**What the exercise asks**
Where does the string "Starting" appear? Copy every line of the entries below that holds it.

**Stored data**
⟨

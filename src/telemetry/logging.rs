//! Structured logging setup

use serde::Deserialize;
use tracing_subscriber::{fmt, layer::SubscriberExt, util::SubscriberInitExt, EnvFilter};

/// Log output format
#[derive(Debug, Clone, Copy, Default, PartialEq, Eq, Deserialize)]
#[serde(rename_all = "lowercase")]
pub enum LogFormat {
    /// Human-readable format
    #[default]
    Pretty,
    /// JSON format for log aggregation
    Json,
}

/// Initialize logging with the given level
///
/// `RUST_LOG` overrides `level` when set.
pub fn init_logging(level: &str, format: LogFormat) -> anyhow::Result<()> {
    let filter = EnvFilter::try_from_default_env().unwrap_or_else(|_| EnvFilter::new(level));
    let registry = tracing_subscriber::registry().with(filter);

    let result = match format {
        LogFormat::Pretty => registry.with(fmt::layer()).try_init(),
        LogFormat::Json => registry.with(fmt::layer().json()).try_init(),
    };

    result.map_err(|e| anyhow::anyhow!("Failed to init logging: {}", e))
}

⟩
⟨

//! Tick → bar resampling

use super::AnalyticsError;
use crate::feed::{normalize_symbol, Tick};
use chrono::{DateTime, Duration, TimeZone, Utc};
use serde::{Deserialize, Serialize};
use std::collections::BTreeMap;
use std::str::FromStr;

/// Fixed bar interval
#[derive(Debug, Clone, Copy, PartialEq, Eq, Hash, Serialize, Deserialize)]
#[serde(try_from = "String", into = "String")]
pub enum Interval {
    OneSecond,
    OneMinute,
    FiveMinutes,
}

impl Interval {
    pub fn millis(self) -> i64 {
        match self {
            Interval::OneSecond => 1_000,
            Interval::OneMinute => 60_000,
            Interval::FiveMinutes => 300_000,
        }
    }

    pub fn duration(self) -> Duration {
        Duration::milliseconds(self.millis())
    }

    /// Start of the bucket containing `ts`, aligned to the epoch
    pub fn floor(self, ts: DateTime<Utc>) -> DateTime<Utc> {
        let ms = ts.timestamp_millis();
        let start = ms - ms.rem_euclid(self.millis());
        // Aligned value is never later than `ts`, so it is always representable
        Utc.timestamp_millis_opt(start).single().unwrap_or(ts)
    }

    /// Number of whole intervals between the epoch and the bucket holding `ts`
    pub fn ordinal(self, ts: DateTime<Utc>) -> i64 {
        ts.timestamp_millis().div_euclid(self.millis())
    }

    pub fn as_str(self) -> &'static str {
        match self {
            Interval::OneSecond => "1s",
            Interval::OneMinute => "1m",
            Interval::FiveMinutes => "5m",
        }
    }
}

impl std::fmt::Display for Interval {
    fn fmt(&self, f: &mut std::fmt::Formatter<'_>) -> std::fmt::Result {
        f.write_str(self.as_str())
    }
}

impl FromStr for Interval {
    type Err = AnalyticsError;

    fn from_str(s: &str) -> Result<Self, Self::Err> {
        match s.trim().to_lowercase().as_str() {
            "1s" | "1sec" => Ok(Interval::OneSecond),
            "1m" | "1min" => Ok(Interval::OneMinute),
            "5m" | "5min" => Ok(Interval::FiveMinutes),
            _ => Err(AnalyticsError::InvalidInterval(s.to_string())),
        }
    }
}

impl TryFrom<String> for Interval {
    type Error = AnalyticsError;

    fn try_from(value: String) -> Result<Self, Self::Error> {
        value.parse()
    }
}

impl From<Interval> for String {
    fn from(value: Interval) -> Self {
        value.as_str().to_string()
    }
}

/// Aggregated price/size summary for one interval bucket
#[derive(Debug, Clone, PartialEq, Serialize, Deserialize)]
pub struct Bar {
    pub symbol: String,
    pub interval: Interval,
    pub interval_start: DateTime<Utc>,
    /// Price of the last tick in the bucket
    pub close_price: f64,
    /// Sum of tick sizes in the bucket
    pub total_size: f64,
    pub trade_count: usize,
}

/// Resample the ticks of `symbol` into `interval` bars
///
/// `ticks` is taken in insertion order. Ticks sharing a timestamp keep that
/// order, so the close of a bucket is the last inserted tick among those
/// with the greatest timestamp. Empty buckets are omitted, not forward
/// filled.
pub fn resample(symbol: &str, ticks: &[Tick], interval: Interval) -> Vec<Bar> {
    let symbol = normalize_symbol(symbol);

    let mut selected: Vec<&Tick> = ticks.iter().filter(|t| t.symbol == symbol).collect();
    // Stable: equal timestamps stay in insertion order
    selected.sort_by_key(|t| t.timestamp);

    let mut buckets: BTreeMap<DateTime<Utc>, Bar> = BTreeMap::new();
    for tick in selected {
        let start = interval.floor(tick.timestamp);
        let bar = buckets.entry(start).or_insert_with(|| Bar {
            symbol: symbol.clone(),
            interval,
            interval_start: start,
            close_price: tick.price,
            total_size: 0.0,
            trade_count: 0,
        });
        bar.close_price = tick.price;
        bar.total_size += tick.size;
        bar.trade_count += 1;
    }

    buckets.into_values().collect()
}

⟩
⟨

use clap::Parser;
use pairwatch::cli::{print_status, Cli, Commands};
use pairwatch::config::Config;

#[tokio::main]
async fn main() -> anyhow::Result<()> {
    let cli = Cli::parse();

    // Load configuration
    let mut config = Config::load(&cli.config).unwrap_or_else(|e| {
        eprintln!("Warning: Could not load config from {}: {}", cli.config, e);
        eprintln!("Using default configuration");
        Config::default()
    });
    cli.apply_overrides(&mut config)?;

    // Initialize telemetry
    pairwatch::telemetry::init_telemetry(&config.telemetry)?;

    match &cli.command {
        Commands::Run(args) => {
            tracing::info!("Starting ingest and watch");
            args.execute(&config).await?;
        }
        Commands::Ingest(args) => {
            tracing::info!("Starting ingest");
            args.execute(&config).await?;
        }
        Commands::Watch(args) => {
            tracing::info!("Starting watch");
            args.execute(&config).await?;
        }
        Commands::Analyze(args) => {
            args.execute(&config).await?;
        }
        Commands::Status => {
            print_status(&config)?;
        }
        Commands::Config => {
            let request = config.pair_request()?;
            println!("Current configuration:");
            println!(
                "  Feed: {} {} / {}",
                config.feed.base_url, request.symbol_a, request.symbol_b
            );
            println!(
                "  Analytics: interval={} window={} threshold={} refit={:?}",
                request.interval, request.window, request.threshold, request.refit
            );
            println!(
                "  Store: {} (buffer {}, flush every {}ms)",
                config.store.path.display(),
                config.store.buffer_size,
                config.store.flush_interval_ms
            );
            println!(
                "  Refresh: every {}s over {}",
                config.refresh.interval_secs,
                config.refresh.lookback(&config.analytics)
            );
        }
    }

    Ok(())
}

⟩

**Written answer**
            tracing::info!("Starting ingest and watch");
            tracing::info!("Starting ingest");
            tracing::info!("Starting watch");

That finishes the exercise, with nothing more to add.